Mr. Jekielek: It seems like such an astounding thing that we have evidence that there was knowledge of human-to-human transmission well before the WHO reported, based on the Chinese information, that there wasn’t. I think it was January 14, just off the top of my head. This arguably was a major point that led to the pandemic as you described, but it can be hard for the typical person to understand how it would be possible that an organization tasked with protecting global health would fail like this. What does China have on the WHO?
Dr. Corr: … On December 8, there was evidence or suspicions in China of human-to-human transmission. That information got quashed. Additional evidence happened later on–there was transmission to medical workers in China–all of that information got quashed by the Chinese Communist Party who is incentivized to have a message for the world that “Hey, there’s no problem here. Let’s keep doing business.”
With the U.S. alone, you’ve got $600 trillion prior to the tariffs. You have $600 trillion of business every year, exports and imports, with the United States alone. … China’s the world’s biggest importer-exporter globally …. The fact that there could be an outbreak, or even worse an epidemic in China, is information they don’t want the world to have because that would start shutting down borders; start closing off imports and exports. So, they’re incentivized to keep this information from the world.

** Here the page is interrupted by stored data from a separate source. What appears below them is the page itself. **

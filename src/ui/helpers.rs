//! UI helper utilities for cell formatting and the navigation overlay.

use ratatui::{
    style::{Modifier, Style},
    text::{Line, Span},
};
use unicode_width::UnicodeWidthChar;

use crate::hud::columns::CELL_WIDTH_CHARS;
use crate::state::cursor::PageCursor;
use crate::state::types::{HudTab, Severity, StatusLine};
use crate::theme::Theme;

/// What: Fit cell text into the fixed cell width.
///
/// Inputs:
/// - `text`: Cell content
///
/// Output:
/// - A string of display width exactly [`CELL_WIDTH_CHARS`]: truncated at a
///   character boundary if over-wide, space-padded if narrow.
///
/// Details:
/// - Width is measured with `unicode-width`, so wide glyphs count as two
///   columns and never straddle the cell edge.
pub fn fit_cell(text: &str) -> String {
    let budget = CELL_WIDTH_CHARS.saturating_sub(1); // one column gutter
    let mut out = String::new();
    let mut used = 0usize;
    for ch in text.chars() {
        let w = ch.width().unwrap_or(0);
        if used + w > budget {
            break;
        }
        out.push(ch);
        used += w;
    }
    while used < CELL_WIDTH_CHARS {
        out.push(' ');
        used += 1;
    }
    out
}

/// Render one status line as fixed-width colored spans.
pub fn line_spans(line: &StatusLine, th: &Theme, header: bool) -> Line<'static> {
    let spans: Vec<Span<'static>> = line
        .cells
        .iter()
        .map(|c| {
            let style = if header {
                Style::default()
                    .fg(th.lavender)
                    .add_modifier(Modifier::BOLD)
            } else {
                severity_style(th, c.severity)
            };
            Span::styled(fit_cell(&c.text), style)
        })
        .collect();
    Line::from(spans)
}

/// Style for a cell severity.
pub fn severity_style(th: &Theme, severity: Severity) -> Style {
    let style = Style::default().fg(th.severity_color(severity));
    if severity == Severity::Critical {
        style.add_modifier(Modifier::BOLD)
    } else {
        style
    }
}

/// Tab bar line with the active tab highlighted.
pub fn tab_bar(th: &Theme, active: HudTab) -> Line<'static> {
    let mut spans: Vec<Span<'static>> = Vec::new();
    for (i, tab) in HudTab::ALL.iter().enumerate() {
        let style = if *tab == active {
            Style::default().fg(th.mauve).add_modifier(Modifier::BOLD)
        } else {
            Style::default().fg(th.overlay1)
        };
        spans.push(Span::styled(format!(" {} {}", i + 1, tab.title()), style));
        spans.push(Span::raw(" "));
    }
    Line::from(spans)
}

/// What: Navigation overlay labels for the current cursor.
///
/// Inputs:
/// - `cursor`: Current pagination cursor
/// - `tab`: Active tab
/// - `multi_loco` / `steam_lead`: Consist properties feeding the
///   visibility rule
///
/// Output:
/// - `None` when the overlay auto-hides; otherwise spans such as
///   `"PgDn (2/5)  PgRt (1/3)  Loco (1/2)"`.
pub fn nav_labels(
    cursor: &PageCursor,
    tab: HudTab,
    multi_loco: bool,
    steam_lead: bool,
    th: &Theme,
) -> Option<Line<'static>> {
    if !cursor.controls_visible(tab, multi_loco, steam_lead) {
        return None;
    }
    let label = Style::default().fg(th.overlay1);
    let value = Style::default().fg(th.text);
    let mut spans: Vec<Span<'static>> = Vec::new();
    if cursor.total_row_pages > 1 {
        spans.push(Span::styled("PgUp/PgDn ", label));
        spans.push(Span::styled(
            format!("({}/{})", cursor.row_page, cursor.total_row_pages),
            value,
        ));
        spans.push(Span::raw("  "));
    }
    if cursor.total_col_pages > 0 {
        spans.push(Span::styled("\u{2190}/\u{2192} ", label));
        spans.push(Span::styled(
            format!("({}/{})", cursor.col_page, cursor.total_col_pages),
            value,
        ));
        spans.push(Span::raw("  "));
    }
    if tab == HudTab::Locomotive && (multi_loco || steam_lead) {
        spans.push(Span::styled("Loco ", label));
        spans.push(Span::styled(
            format!("({}/{})", cursor.loco_page, cursor.total_loco_pages),
            value,
        ));
    }
    Some(Line::from(spans))
}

They in turn then put pressure on people like Dr. Tedros of the WHO not to reveal this information or play down the threat to human health worldwide. We don’t know exactly, with Dr. Tedros, what the issue was. He seemed to take a pro-China position even though his information [indicated] that he should have taken a pro-global health position, which is his job. So, to gather that, you really have to start investigating him personally, his relationship with China personally, and it could be anything.
… Aren’t there many cases known and proved of the Chinese government or state-owned corporations offering bribes to elected officials …. There’s a couple of cases about this that’s out there, that have been proven. There’s the case of the … President of the UN General Assembly, John Ashe. … He was bribed by the Chinese to put in a convention center in Macau and to approve that. I think what happened was when he turned [into a] witness for the U.S. government, he mysteriously died. He died under a barbell in his apartment in New York, and the official story is it’s suffocation; it’s an accident. But how likely is that right before he’s supposed to go and testify against the Chinese that he randomly dies under a barbell? I think it’s quite unlikely.
You see a lot of these instances where you have the carrot and the stick: … high-level Chinese communist officials who suddenly die of heart attack, or fall off a cliff and die, or something. Then [there are] other instances where people are making a lot of money and are proven to be bribed. So, it’s possible that Dr. Tedros fears for his life; it’s possible that he is looking at the carrot of lots of money after he leaves office, or even while he’s in office.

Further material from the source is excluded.